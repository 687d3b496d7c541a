//! Multi-agent coordination runtime for agent-crew
//!
//! The runtime spawns persistent worker agents ("teammates") organized into
//! named teams, mediates message passing through durable file-backed
//! inboxes, arbitrates shared work through a concurrent task board with
//! dependency blocking, and drives each agent through a uniform
//! tool-invocation loop against an LLM backend.
//!
//! Entry points:
//! - [`context::RuntimeContext`] wires the shared pieces together.
//! - [`agent::UserAgent`] is the top-level, user-driven loop.
//! - [`registry::TeammateRegistry::spawn`] starts worker loops.

pub mod agent;
pub mod board;
pub mod compact;
pub mod context;
pub mod error;
pub mod executor;
pub mod inbox;
pub mod oracle;
pub mod protocol;
pub mod registry;
pub mod tools;

pub use agent::UserAgent;
pub use board::{TaskBoard, TaskChanges};
pub use context::{LoopConfig, RuntimeContext, RuntimePaths};
pub use error::RuntimeError;
pub use executor::{BackgroundExecutor, TaskType, WorkerHandle};
pub use oracle::{ChatMessage, ContentBlock, Oracle, OracleRequest, OracleResponse, StopReason};
pub use registry::{Teammate, TeammateRegistry, TEAMMATE_COLORS};
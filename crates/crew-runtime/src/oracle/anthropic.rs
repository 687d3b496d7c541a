//! Anthropic Messages API oracle (non-streaming).

use crate::oracle::{
    ChatMessage, ContentBlock, Oracle, OracleFailure, OracleRequest, OracleResponse, StopReason,
};
use serde::Deserialize;
use std::time::Duration;

const DEFAULT_BASE_URL: &str = "https://api.anthropic.com";
const API_VERSION: &str = "2023-06-01";

/// Blocking HTTP client for the Anthropic Messages API.
pub struct AnthropicOracle {
    http: reqwest::blocking::Client,
    base_url: String,
    api_key: String,
    model: String,
}

#[derive(Debug, Deserialize)]
struct ApiResponse {
    content: Vec<ContentBlock>,
    stop_reason: Option<String>,
}

#[derive(Debug, Deserialize)]
struct ApiError {
    error: ApiErrorBody,
}

#[derive(Debug, Deserialize)]
struct ApiErrorBody {
    #[serde(default)]
    message: String,
}

impl AnthropicOracle {
    pub fn new(api_key: impl Into<String>, model: impl Into<String>) -> Self {
        let http = reqwest::blocking::Client::builder()
            .timeout(Duration::from_secs(300))
            .build()
            .unwrap_or_default();
        AnthropicOracle {
            http,
            base_url: DEFAULT_BASE_URL.to_string(),
            api_key: api_key.into(),
            model: model.into(),
        }
    }

    /// Build from `ANTHROPIC_API_KEY`.
    ///
    /// # Errors
    ///
    /// Fails when the environment variable is unset.
    pub fn from_env(model: impl Into<String>) -> Result<Self, OracleFailure> {
        let api_key = std::env::var("ANTHROPIC_API_KEY")
            .map_err(|_| OracleFailure("ANTHROPIC_API_KEY is not set".to_string()))?;
        Ok(Self::new(api_key, model))
    }

    /// Point the client at a different endpoint (proxies, test servers).
    pub fn with_base_url(mut self, base_url: impl Into<String>) -> Self {
        self.base_url = base_url.into();
        self
    }

    fn parse_stop_reason(raw: Option<&str>) -> StopReason {
        match raw {
            Some("tool_use") => StopReason::ToolUse,
            Some("end_turn") => StopReason::EndTurn,
            Some("max_tokens") => StopReason::MaxTokens,
            _ => StopReason::Other,
        }
    }
}

impl Oracle for AnthropicOracle {
    fn call(&self, request: OracleRequest<'_>) -> Result<OracleResponse, OracleFailure> {
        let mut body = serde_json::json!({
            "model": self.model,
            "max_tokens": request.max_tokens,
            "messages": request.messages,
        });
        if !request.system.is_empty() {
            body["system"] = serde_json::Value::String(request.system.to_string());
        }
        if !request.tools.is_empty() {
            body["tools"] = serde_json::to_value(request.tools)
                .map_err(|e| OracleFailure(format!("failed to encode tools: {e}")))?;
        }

        let url = format!("{}/v1/messages", self.base_url);
        let response = self
            .http
            .post(&url)
            .header("x-api-key", &self.api_key)
            .header("anthropic-version", API_VERSION)
            .json(&body)
            .send()
            .map_err(|e| OracleFailure(format!("request failed: {e}")))?;

        let status = response.status();
        let text = response
            .text()
            .map_err(|e| OracleFailure(format!("failed to read response body: {e}")))?;

        if !status.is_success() {
            let detail = serde_json::from_str::<ApiError>(&text)
                .map(|e| e.error.message)
                .unwrap_or(text);
            return Err(OracleFailure(format!("backend returned {status}: {detail}")));
        }

        let parsed: ApiResponse = serde_json::from_str(&text)
            .map_err(|e| OracleFailure(format!("malformed response: {e}")))?;

        Ok(OracleResponse {
            stop_reason: Self::parse_stop_reason(parsed.stop_reason.as_deref()),
            content: parsed.content,
        })
    }
}
#![forbid(unsafe_code)]

//! Canonicalization seam.
//!
//! The engine decides *what* is canonicalized (a [`Selection`] over the
//! event arena) and *which* variant applies ([`C14nMode`]); producing the
//! canonical octets is delegated to a [`Canonicalizer`].

use sigill_core::{algorithm, ns, Error};
use sigill_xml::{EventArena, NodeId};

/// The canonicalization mode.
#[derive(Debug, Clone, Copy, PartialEq, Eq)]
pub enum C14nMode {
    /// Canonical XML 1.0
    Inclusive,
    /// Canonical XML 1.0 with comments
    InclusiveWithComments,
    /// Canonical XML 1.1
    Inclusive11,
    /// Canonical XML 1.1 with comments
    Inclusive11WithComments,
    /// Exclusive Canonical XML 1.0
    Exclusive,
    /// Exclusive Canonical XML 1.0 with comments
    ExclusiveWithComments,
}

impl C14nMode {
    pub fn uri(&self) -> &'static str {
        match self {
            Self::Inclusive => algorithm::C14N,
            Self::InclusiveWithComments => algorithm::C14N_WITH_COMMENTS,
            Self::Inclusive11 => algorithm::C14N11,
            Self::Inclusive11WithComments => algorithm::C14N11_WITH_COMMENTS,
            Self::Exclusive => algorithm::EXC_C14N,
            Self::ExclusiveWithComments => algorithm::EXC_C14N_WITH_COMMENTS,
        }
    }

    pub fn from_uri(uri: &str) -> Option<Self> {
        match uri {
            algorithm::C14N => Some(Self::Inclusive),
            algorithm::C14N_WITH_COMMENTS => Some(Self::InclusiveWithComments),
            algorithm::C14N11 => Some(Self::Inclusive11),
            algorithm::C14N11_WITH_COMMENTS => Some(Self::Inclusive11WithComments),
            algorithm::EXC_C14N => Some(Self::Exclusive),
            algorithm::EXC_C14N_WITH_COMMENTS => Some(Self::ExclusiveWithComments),
            _ => None,
        }
    }

    pub fn with_comments(&self) -> bool {
        matches!(
            self,
            Self::InclusiveWithComments
                | Self::Inclusive11WithComments
                | Self::ExclusiveWithComments
        )
    }

    pub fn is_exclusive(&self) -> bool {
        matches!(self, Self::Exclusive | Self::ExclusiveWithComments)
    }
}

/// The part of a document handed to a canonicalizer.
#[derive(Debug, Clone, Default, PartialEq, Eq)]
pub struct Selection {
    /// Subtree root; `None` selects the whole document.
    pub root: Option<NodeId>,
    /// Subtree left out, e.g. the enveloping `<Signature>`.
    pub exclude: Option<NodeId>,
    /// Exclusive C14N `InclusiveNamespaces/@PrefixList`.
    pub inclusive_prefixes: Vec<String>,
}

impl Selection {
    pub fn document() -> Self {
        Self::default()
    }

    pub fn subtree(root: NodeId) -> Self {
        Self {
            root: Some(root),
            ..Self::default()
        }
    }

    pub fn excluding(mut self, node: NodeId) -> Self {
        self.exclude = Some(node);
        self
    }

    pub fn with_prefixes(mut self, prefixes: Vec<String>) -> Self {
        self.inclusive_prefixes = prefixes;
        self
    }

    /// Whether `id` is inside the root subtree and outside the excluded one.
    pub fn contains(&self, arena: &EventArena, id: NodeId) -> bool {
        let within = |top: NodeId| top == id || arena.is_ancestor(top, id);
        self.root.map_or(true, within) && !self.exclude.is_some_and(within)
    }
}

/// Turns a selection of the event arena into canonical octets.
pub trait Canonicalizer {
    fn canonicalize(
        &self,
        mode: C14nMode,
        arena: &EventArena,
        selection: &Selection,
    ) -> Result<Vec<u8>, Error>;
}

impl<C: Canonicalizer + ?Sized> Canonicalizer for &C {
    fn canonicalize(
        &self,
        mode: C14nMode,
        arena: &EventArena,
        selection: &Selection,
    ) -> Result<Vec<u8>, Error> {
        (**self).canonicalize(mode, arena, selection)
    }
}

/// Mode named by the `Algorithm` attribute of `method`.
pub(crate) fn mode_of(arena: &EventArena, method: NodeId) -> Result<C14nMode, Error> {
    let uri = arena
        .attribute(method, ns::attr::ALGORITHM)
        .ok_or_else(|| Error::MissingAttribute("Algorithm on CanonicalizationMethod".into()))?;
    C14nMode::from_uri(uri).ok_or_else(|| Error::UnsupportedAlgorithm(format!("C14N: {uri}")))
}

/// `PrefixList` of an `ec:InclusiveNamespaces` child of `method`.
pub(crate) fn inclusive_prefixes(arena: &EventArena, method: NodeId) -> Vec<String> {
    arena
        .find_child(method, ns::EXC_C14N, ns::node::INCLUSIVE_NAMESPACES)
        .and_then(|n| arena.attribute(n, ns::attr::PREFIX_LIST))
        .map(|list| list.split_whitespace().map(str::to_owned).collect())
        .unwrap_or_default()
}

#[cfg(test)]
pub(crate) mod tests {
    use super::*;
    use sigill_xml::{parse_events, XmlSecEvent};
    use std::fmt::Write;

    /// Serializes the selected events back to markup. Namespace
    /// declarations are emitted only where they were written; enough to
    /// exercise the engine without implementing a real C14N.
    pub(crate) struct EventSerializer;

    impl Canonicalizer for EventSerializer {
        fn canonicalize(
            &self,
            mode: C14nMode,
            arena: &EventArena,
            selection: &Selection,
        ) -> Result<Vec<u8>, Error> {
            let mut out = String::new();
            for (id, node) in arena.iter() {
                if !selection.contains(arena, id) {
                    continue;
                }
                match node.event() {
                    XmlSecEvent::StartElement {
                        name,
                        namespaces,
                        attributes,
                    } => {
                        let _ = write!(out, "<{name}");
                        for n in namespaces {
                            match &n.prefix {
                                Some(p) => {
                                    let _ = write!(out, " xmlns:{p}=\"{}\"", n.uri);
                                }
                                None => {
                                    let _ = write!(out, " xmlns=\"{}\"", n.uri);
                                }
                            }
                        }
                        for a in attributes {
                            let _ = write!(out, " {}=\"{}\"", a.name, a.value);
                        }
                        out.push('>');
                    }
                    XmlSecEvent::EndElement { name } => {
                        let _ = write!(out, "</{name}>");
                    }
                    XmlSecEvent::Characters { text } => out.push_str(text),
                    XmlSecEvent::Comment { text } if mode.with_comments() => {
                        let _ = write!(out, "<!--{text}-->");
                    }
                    _ => {}
                }
            }
            Ok(out.into_bytes())
        }
    }

    #[test]
    fn test_mode_uri_round_trip() {
        for uri in [
            algorithm::C14N,
            algorithm::C14N_WITH_COMMENTS,
            algorithm::C14N11,
            algorithm::C14N11_WITH_COMMENTS,
            algorithm::EXC_C14N,
            algorithm::EXC_C14N_WITH_COMMENTS,
        ] {
            assert_eq!(C14nMode::from_uri(uri).map(|m| m.uri()), Some(uri));
        }
        assert!(C14nMode::from_uri(algorithm::SHA256).is_none());
        assert!(C14nMode::ExclusiveWithComments.is_exclusive());
        assert!(!C14nMode::Inclusive11.with_comments());
    }

    #[test]
    fn test_selection_excludes_subtree() {
        let arena = parse_events("<a><b><c/></b><d>x</d></a>").unwrap();
        let a = arena.find_element("", "a").unwrap();
        let b = arena.find_element("", "b").unwrap();
        let c = arena.find_element("", "c").unwrap();
        let d = arena.find_element("", "d").unwrap();

        let whole = Selection::document().excluding(b);
        assert!(whole.contains(&arena, a));
        assert!(!whole.contains(&arena, b));
        assert!(!whole.contains(&arena, c));
        assert!(whole.contains(&arena, d));

        let only_d = Selection::subtree(d);
        assert!(!only_d.contains(&arena, a));
        assert!(only_d.contains(&arena, d));
    }

    #[test]
    fn test_serializer_skips_excluded() {
        let arena = parse_events("<a><b>gone</b><d>kept</d></a>").unwrap();
        let b = arena.find_element("", "b").unwrap();
        let bytes = EventSerializer
            .canonicalize(C14nMode::Inclusive, &arena, &Selection::document().excluding(b))
            .unwrap();
        assert_eq!(bytes, b"<a><d>kept</d></a>");
    }

    #[test]
    fn test_inclusive_prefixes() {
        let arena = parse_events(&format!(
            r#"<m xmlns:ec="{}"><ec:InclusiveNamespaces PrefixList="ds  soap"/></m>"#,
            ns::EXC_C14N
        ))
        .unwrap();
        let m = arena.find_element("", "m").unwrap();
        assert_eq!(inclusive_prefixes(&arena, m), vec!["ds", "soap"]);
    }
}
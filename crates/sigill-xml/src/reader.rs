#![forbid(unsafe_code)]

//! Turn a parsed `roxmltree` document into an [`EventArena`].
//!
//! The whole document is buffered so that same-document references may
//! point forward.

use crate::arena::{EventArena, NodeId};
use crate::event::{Attribute, Namespace, QName, XmlSecEvent};
use sigill_core::{ns, Error};

/// Parse `xml` into an event arena.
///
/// The arena starts with a `StartDocument` event and ends with an
/// `EndDocument` event; top-level nodes have no parent.
pub fn parse_events(xml: &str) -> Result<EventArena, Error> {
    let doc = roxmltree::Document::parse_with_options(xml, crate::parsing_options())
        .map_err(|e| Error::XmlParse(e.to_string()))?;
    events_from_document(&doc)
}

/// Build an event arena from an already parsed document.
pub fn events_from_document(doc: &roxmltree::Document<'_>) -> Result<EventArena, Error> {
    let mut arena = EventArena::new();
    arena.push(
        None,
        XmlSecEvent::StartDocument {
            version: Some("1.0".into()),
            encoding: None,
            standalone: None,
        },
    )?;
    for child in doc.root().children() {
        emit(&mut arena, child, None)?;
    }
    arena.push(None, XmlSecEvent::EndDocument)?;
    Ok(arena)
}

fn emit(
    arena: &mut EventArena,
    node: roxmltree::Node<'_, '_>,
    parent: Option<NodeId>,
) -> Result<(), Error> {
    match node.node_type() {
        roxmltree::NodeType::Element => {
            let id = arena.push(parent, start_element(node))?;
            for child in node.children() {
                emit(arena, child, Some(id))?;
            }
            arena.push_end(id)?;
        }
        roxmltree::NodeType::Text => {
            if let Some(text) = node.text() {
                arena.push(parent, XmlSecEvent::characters(text))?;
            }
        }
        roxmltree::NodeType::Comment => {
            if let Some(text) = node.text() {
                arena.push(parent, XmlSecEvent::comment(text))?;
            }
        }
        roxmltree::NodeType::PI => {
            if let Some(pi) = node.pi() {
                arena.push(
                    parent,
                    XmlSecEvent::ProcessingInstruction {
                        target: pi.target.to_owned(),
                        data: pi.value.map(str::to_owned),
                    },
                )?;
            }
        }
        roxmltree::NodeType::Root => {}
    }
    Ok(())
}

fn start_element(node: roxmltree::Node<'_, '_>) -> XmlSecEvent {
    let tag = node.tag_name();
    let mut name = QName::new(tag.namespace(), tag.name());
    if let Some(prefix) = tag.namespace().and_then(|uri| node.lookup_prefix(uri)) {
        if !prefix.is_empty() {
            name = name.with_prefix(prefix);
        }
    }

    let attributes = node
        .attributes()
        .map(|a| {
            let mut qname = QName::new(a.namespace(), a.name());
            if let Some(uri) = a.namespace() {
                let prefix = if uri == ns::XML {
                    Some("xml")
                } else {
                    node.lookup_prefix(uri)
                };
                if let Some(p) = prefix.filter(|p| !p.is_empty()) {
                    qname = qname.with_prefix(p);
                }
            }
            Attribute::new(qname, a.value())
        })
        .collect();

    XmlSecEvent::StartElement {
        name,
        namespaces: declared_namespaces(node),
        attributes,
    }
}

/// Bindings introduced on `node`: in scope here but not identically in
/// scope on the parent element.
fn declared_namespaces(node: roxmltree::Node<'_, '_>) -> Vec<Namespace> {
    let parent = node.parent_element();
    let inherited = |prefix: Option<&str>, uri: &str| {
        parent.is_some_and(|p| {
            p.namespaces()
                .any(|n| n.name() == prefix && n.uri() == uri)
        })
    };

    let mut declared: Vec<Namespace> = node
        .namespaces()
        .filter(|n| n.name() != Some("xml"))
        .filter(|n| !inherited(n.name(), n.uri()))
        .map(|n| Namespace::new(n.name(), n.uri()))
        .collect();

    let has_default = node.namespaces().any(|n| n.name().is_none());
    let parent_has_default = parent.is_some_and(|p| p.namespaces().any(|n| n.name().is_none()));
    if parent_has_default && !has_default {
        declared.push(Namespace::new(None, ""));
    }
    declared
}

#[cfg(test)]
mod tests {
    use super::*;
    use crate::event::EventKind;

    #[test]
    fn test_parse_events_structure() {
        let xml = r#"<?xml version="1.0"?>
<!-- top -->
<r:Root xmlns:r="urn:r" Id="a"><Item xmlns="urn:i">v</Item><?pi data?></r:Root>"#;
        let arena = parse_events(xml).unwrap();

        let kinds: Vec<_> = arena.iter().map(|(_, n)| n.kind()).collect();
        assert_eq!(kinds.first(), Some(&EventKind::StartDocument));
        assert_eq!(kinds.last(), Some(&EventKind::EndDocument));
        assert!(kinds.contains(&EventKind::Comment));
        assert!(kinds.contains(&EventKind::ProcessingInstruction));

        let root = arena.find_element("urn:r", "Root").unwrap();
        assert_eq!(arena.parent(root), None);
        assert_eq!(arena.element_name(root).unwrap().to_string(), "r:Root");
        assert_eq!(arena.attribute(root, "Id"), Some("a"));

        let item = arena.find_element("urn:i", "Item").unwrap();
        assert_eq!(arena.parent(item), Some(root));
        assert_eq!(arena.text(item), "v");
        assert_eq!(arena.lookup_namespace(item, Some("r")), Some("urn:r"));
        assert_eq!(arena.lookup_namespace(item, None), Some("urn:i"));
        assert_eq!(arena.declared_namespaces(item).len(), 1);
        assert_eq!(arena.find_by_id("a", &["Id"]), Some(root));
    }

    #[test]
    fn test_default_namespace_undeclared() {
        let xml = r#"<a xmlns="urn:a"><b xmlns=""><c/></b></a>"#;
        let arena = parse_events(xml).unwrap();
        let b = arena.find_element("", "b").unwrap();
        assert!(arena
            .declared_namespaces(b)
            .iter()
            .any(|n| n.prefix.is_none() && n.uri.is_empty()));
        let c = arena.find_element("", "c").unwrap();
        assert_eq!(arena.lookup_namespace(c, None), None);
        assert!(arena.declared_namespaces(c).is_empty());
    }

    #[test]
    fn test_xml_attributes_inherited() {
        let xml = r#"<a xml:space="preserve"><b><c/></b></a>"#;
        let arena = parse_events(xml).unwrap();
        let c = arena.find_element("", "c").unwrap();
        assert_eq!(arena.inherited_attribute(c, ns::XML, "space"), Some("preserve"));
    }

    #[test]
    fn test_malformed_xml_rejected() {
        assert!(matches!(parse_events("<a><b></a>"), Err(Error::XmlParse(_))));
    }
}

□ □ □ □ □ □ □

[To do]:
Among the lines of the entries, count those containing the string "filename" and give only the number.

[Output for this task]:
2